MinisterpräsidentJaenicke berichtet sodann, daß in der Ostzone tatsächlich Musterungen zur russischen Luftwaffe und Marine stattfänden. Er habe daraufhin die Militärregierung zu einer Besprechung grundsätzlicher Art gebeten, da es so wie bisher nicht weitergehe. Jeden Tag kämen 1000 oder mehr Leute aus der russischen Zone nach Bayern, was auf die Dauer unmöglich sei.32 Er habe deshalb auch einen Abteilungsleiter seines Amtes an die Grenze geschickt, um die Zustände zu erforschen. Z.B. müsse man auch feststellen, ob auch Familien hereinkämen. Natürlich sei es furchtbar, diese Flüchtlinge wieder zurückschicken zu müssen, da man sie vielleicht in den Tod schicke. Die Grenze zwischen der britischen und der russischen Zone sei auf große Strecken hin völlig offen, so daß ein ungehindertes Einströmen möglich sei.

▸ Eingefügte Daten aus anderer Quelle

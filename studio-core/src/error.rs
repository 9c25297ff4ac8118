//! Error types for document, import, and persistence operations.

use thiserror::Error;

use crate::validate::ValidationError;

/// Result type for document and engine operations.
pub type StudioResult<T> = Result<T, StudioError>;

/// Errors that can occur in document and engine operations.
#[derive(Debug, Error)]
pub enum StudioError {
    /// Element not found on the page.
    #[error("Element not found: {0}")]
    ElementNotFound(String),

    /// Page index outside the document.
    #[error("Page {index} out of range (document has {count} pages)")]
    PageOutOfRange {
        /// Requested page index.
        index: usize,
        /// Number of pages in the document.
        count: usize,
    },

    /// The element is flagged non-removable or non-editable.
    #[error("Element {0} is protected")]
    ProtectedElement(String),

    /// Invalid element operation.
    #[error("Invalid operation on element: {0}")]
    InvalidOperation(String),

    /// Document serialization/deserialization error.
    #[error("Serialization error: {0}")]
    Serialization(#[from] serde_json::Error),

    /// Writing an exported file failed.
    #[error("IO error: {0}")]
    Io(#[from] std::io::Error),
}

/// Malformed bytes for the native document format.
#[derive(Debug, Clone, Error, PartialEq, Eq)]
#[error("Malformed document JSON at line {line}, column {column}: {message}")]
pub struct ParseError {
    /// Parser message.
    pub message: String,
    /// 1-based line of the failure (0 when unknown).
    pub line: usize,
    /// 1-based column of the failure (0 when unknown).
    pub column: usize,
}

impl From<serde_json::Error> for ParseError {
    fn from(err: serde_json::Error) -> Self {
        Self {
            message: err.to_string(),
            line: err.line(),
            column: err.column(),
        }
    }
}

/// SVG input outside the supported grammar.
#[derive(Debug, Clone, Error, PartialEq, Eq)]
pub enum ConversionError {
    /// Input is not valid UTF-8 text.
    #[error("SVG input is not valid UTF-8")]
    NotUtf8,
    /// Input is not well-formed XML.
    #[error("Malformed SVG markup: {0}")]
    Xml(String),
    /// Root element is not `<svg>`.
    #[error("Root element is <{0}>, expected <svg>")]
    NotSvg(String),
    /// The converted document could not be encoded.
    #[error("Converted document could not be encoded: {0}")]
    Encode(String),
}

/// Failure of a single `import_file` call.
#[derive(Debug, Error)]
pub enum ImportError {
    /// File extension/MIME type is neither document JSON nor SVG.
    #[error("Unsupported file type: {0}")]
    UnsupportedFormat(String),

    /// File exceeds the import size limit.
    #[error("File too large: {size} bytes (max {max})")]
    TooLarge {
        /// Size of the rejected input.
        size: usize,
        /// Configured maximum.
        max: usize,
    },

    /// Reading the file contents failed.
    #[error("Failed to read file: {0}")]
    Read(#[from] std::io::Error),

    /// Malformed document JSON.
    #[error(transparent)]
    Parse(#[from] ParseError),

    /// SVG outside the supported grammar.
    #[error(transparent)]
    Conversion(#[from] ConversionError),

    /// Parseable but semantically invalid document.
    #[error("Document failed validation with {} error(s)", .0.len())]
    Invalid(Vec<ValidationError>),

    /// A newer create/import moved the session on before this one committed.
    #[error("Import superseded by a newer request")]
    Superseded,
}

impl ImportError {
    /// Translation key of the user-facing message for this failure.
    #[must_use]
    pub fn message_key(&self) -> &'static str {
        match self {
            Self::UnsupportedFormat(_) => crate::i18n::keys::IMPORT_UNSUPPORTED,
            Self::TooLarge { .. } => crate::i18n::keys::IMPORT_TOO_LARGE,
            Self::Invalid(_) => crate::i18n::keys::IMPORT_INVALID,
            Self::Read(_) | Self::Parse(_) | Self::Conversion(_) | Self::Superseded => {
                crate::i18n::keys::IMPORT_FAILED
            }
        }
    }

    /// Diagnostic lines for display next to the message.
    #[must_use]
    pub fn diagnostics(&self) -> Vec<String> {
        match self {
            Self::Invalid(errors) => errors.iter().map(ToString::to_string).collect(),
            other => vec![other.to_string()],
        }
    }
}

/// Durable-storage read/write failure.
#[derive(Debug, Error)]
pub enum PersistenceError {
    /// An I/O error occurred.
    #[error("IO error: {0}")]
    Io(#[from] std::io::Error),
    /// The document could not be serialized.
    #[error("Serialization error: {0}")]
    Serialization(String),
    /// The storage backend refused the operation.
    #[error("Storage unavailable: {0}")]
    Unavailable(String),
}

/// Rejection of a whole drag-and-drop gesture.
#[derive(Debug, Clone, Error, PartialEq, Eq)]
pub enum DropError {
    /// Some dropped items were not recognised files.
    #[error("Dropped {items} item(s) but only {files} recognised file(s)")]
    CountMismatch {
        /// Number of items in the gesture.
        items: usize,
        /// Number of recognised files.
        files: usize,
    },
}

StaatssekretärDr. Ehard meint, die Ostzone schicke uns zwar nichts von ihrer Produktion, wohl aber Menschen.33
MinisterpräsidentDr. Ehard teilt mit, daß nach einem Schreiben des Staatskommissars Dr. Auerbach 625 Personen jüdischer Abstammung sich verpflichten müßten, die Tschechoslowakei zu verlassen, da sie deutsch sprächen und früher die deutsche Schule besucht hätten.34 Er frage, ob denn wirklich alle derartigen Gruppen nach Bayern müßten.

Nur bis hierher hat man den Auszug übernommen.